Invivyd、VYD2311の第3相プログラムと麻疹抗体候補を前進

Invivydは、VYD2311のREVOLUTION臨床プログラムの進捗を報告した。これには、曝露前のCOVID-19予防におけるVYD2311をプラセボと90日間比較評価する、重要なDECLARATION第3相試験が含まれる。同試験ではCOVID-19発症イベントの約50%がすでに集積しており、盲検下でのサンプルサイズ再推定により、統計学的検出力を確保するため被験者数を約500例増やした。DECLARATION試験のトップライン結果は、従来の2026年半ばを見込んだガイダンスから変更され、2026年第3四半期に公表される見通しとなった。

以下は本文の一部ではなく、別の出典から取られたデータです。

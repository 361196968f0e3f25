//! Ring all-reduce: `result` is split into P contiguous chunks (the last
//! absorbing the NM mod P remainder), then reduce-scattered and
//! all-gathered around the ring in P-1 rounds each, exchanging one chunk
//! per round with the next/previous rank.

use dsop_core::{Comm, DsopError, Matrix, ProcessContext, Vector};
use dsop_timing::MpiTimer;

use crate::tags::ALLREDUCE_RING;
use crate::Schedule;

fn chunk_bounds(matrix_size: usize, num_procs: i32, chunk_index: i32) -> (usize, usize) {
    let chunk_size = matrix_size / num_procs as usize;
    let lo = chunk_index as usize * chunk_size;
    let hi = if chunk_index == num_procs - 1 { matrix_size } else { lo + chunk_size };
    (lo, hi)
}

pub struct AllreduceRing;

impl Schedule for AllreduceRing {
    fn name(&self) -> &'static str {
        "allreduce_ring"
    }

    fn compute(
        &self,
        comm: &dyn Comm,
        ctx: &ProcessContext,
        a_all: &[Vector],
        b_all: &[Vector],
        result: &mut Matrix,
        timer: &mut MpiTimer,
    ) -> Result<(), DsopError> {
        let rank = ctx.rank;
        let num_procs = ctx.num_procs;
        let matrix_size = ctx.n * ctx.m;

        result.set_outer(&a_all[rank as usize], &b_all[rank as usize]);

        if num_procs == 1 {
            return Ok(());
        }

        let dst = (rank + 1) % num_procs;
        let src = (rank - 1).rem_euclid(num_procs);

        timer.time(|| {
            for i in 0..num_procs - 1 {
                let send_chunk = (rank - i).rem_euclid(num_procs);
                let recv_chunk = (rank - i - 1).rem_euclid(num_procs);
                let (send_lo, send_hi) = chunk_bounds(matrix_size, num_procs, send_chunk);
                let (recv_lo, recv_hi) = chunk_bounds(matrix_size, num_procs, recv_chunk);

                let send_buf = result.as_slice()[send_lo..send_hi].to_vec();
                let send_req = comm.isend(dst, ALLREDUCE_RING, send_buf);
                let mut recv_buf = vec![0.0; recv_hi - recv_lo];
                comm.recv_into(src, ALLREDUCE_RING, &mut recv_buf);
                send_req.wait();

                for (dst_cell, v) in result.as_mut_slice()[recv_lo..recv_hi].iter_mut().zip(recv_buf.iter()) {
                    *dst_cell += v;
                }
            }

            for i in 0..num_procs - 1 {
                let send_chunk = (rank - i + 1).rem_euclid(num_procs);
                let recv_chunk = (rank - i).rem_euclid(num_procs);
                let (send_lo, send_hi) = chunk_bounds(matrix_size, num_procs, send_chunk);
                let (recv_lo, recv_hi) = chunk_bounds(matrix_size, num_procs, recv_chunk);

                let send_buf = result.as_slice()[send_lo..send_hi].to_vec();
                let send_req = comm.isend(dst, ALLREDUCE_RING, send_buf);
                let mut recv_buf = vec![0.0; recv_hi - recv_lo];
                comm.recv_into(src, ALLREDUCE_RING, &mut recv_buf);
                send_req.wait();

                result.as_mut_slice()[recv_lo..recv_hi].copy_from_slice(&recv_buf);
            }
        });
        Ok(())
    }
}

#[cfg(test)]
mod tests {
    use super::*;
    use dsop_core::ThreadComm;
    use std::thread;

    fn run_on(num_procs: i32, n: usize, m: usize) {
        let a_all: Vec<Vector> = (0..num_procs).map(|r| (0..n).map(|i| (r * 10 + i as i32) as f64).collect()).collect();
        let b_all: Vec<Vector> = (0..num_procs).map(|r| (0..m).map(|i| (r + i as i32) as f64).collect()).collect();
        let mut expected = Matrix::zeros(n, m);
        dsop_oracle::compute(&a_all, &b_all, &mut expected);

        let comms = ThreadComm::new_group(num_procs);
        let handles: Vec<_> = comms
            .into_iter()
            .enumerate()
            .map(|(rank, comm)| {
                let a_all = a_all.clone();
                let b_all = b_all.clone();
                let expected = expected.clone();
                thread::spawn(move || {
                    let ctx = ProcessContext::new(rank as i32, num_procs, n, m);
                    let mut result = Matrix::zeros(n, m);
                    let mut timer = MpiTimer::new();
                    AllreduceRing.compute(&comm, &ctx, &a_all, &b_all, &mut result, &mut timer).unwrap();
                    assert_eq!(result, expected);
                })
            })
            .collect();
        for h in handles {
            h.join().unwrap();
        }
    }

    #[test]
    fn matches_oracle_uneven_chunking() {
        run_on(3, 5, 4);
    }

    #[test]
    fn matches_oracle_single_rank() {
        run_on(1, 3, 2);
    }
}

同社は今月初め、LIBERTYの試験デザインについてFDAと合意に達したと発表した。これは第3相臨床試験であり、開発中のモノクローナル抗体VYD2311について、市販のmRNA COVIDワクチンと比較した安全性および免疫学的プロファイルを評価する。また、この試験ではVYD2311をmRNA COVIDワクチンと同時投与した際の安全性と免疫応答も検討する。

FDAは、医薬品部門と生物製剤部門による合同のフィードバックとして、LIBERTY試験においてmRNA COVIDワクチンに関連する特に注目すべき有害事象の特定モニタリングを求めた。当局は、特に若年成人におけるmRNA COVIDワクチン接種後の心筋炎および心膜炎の既知のリスクを挙げた。同社によれば、mRNAワクチン群を含まない他の臨床試験では同様のモニタリング要請は出されておらず、これまでのInvivydのいずれの臨床試験でも心筋炎および心膜炎は認められていない。また、Pemivibartの市販後有害事象報告でも確認されていないという。

同社はまた、0～11歳の小児を対象としたVYD2311のDRUMMER小児免疫ブリッジングおよび安全性試験に関する初期Pediatric Study Planについて、米FDAと合意した。この試験は、DECLARATION試験が成功した場合にのみ実施される予定だ。

Invivydはさらに、麻疹ウイルスFusionタンパク質を標的とする、半減期延長型モノクローナル抗体候補VMS063の発見も発表した。想定される用途には、症候性麻疹の治療、アウトブレイク時の予防、および乳幼児早期における受動免疫による防御が含まれ、2026年後半のIND申請準備完了を目標としている。

2025年12月31日までの期間を対象とする10-Kにおいて、監査法人PricewaterhouseCoopers LLPは、同社の継続企業としての存続能力に疑義があることを含む無限定適正意見を表明した。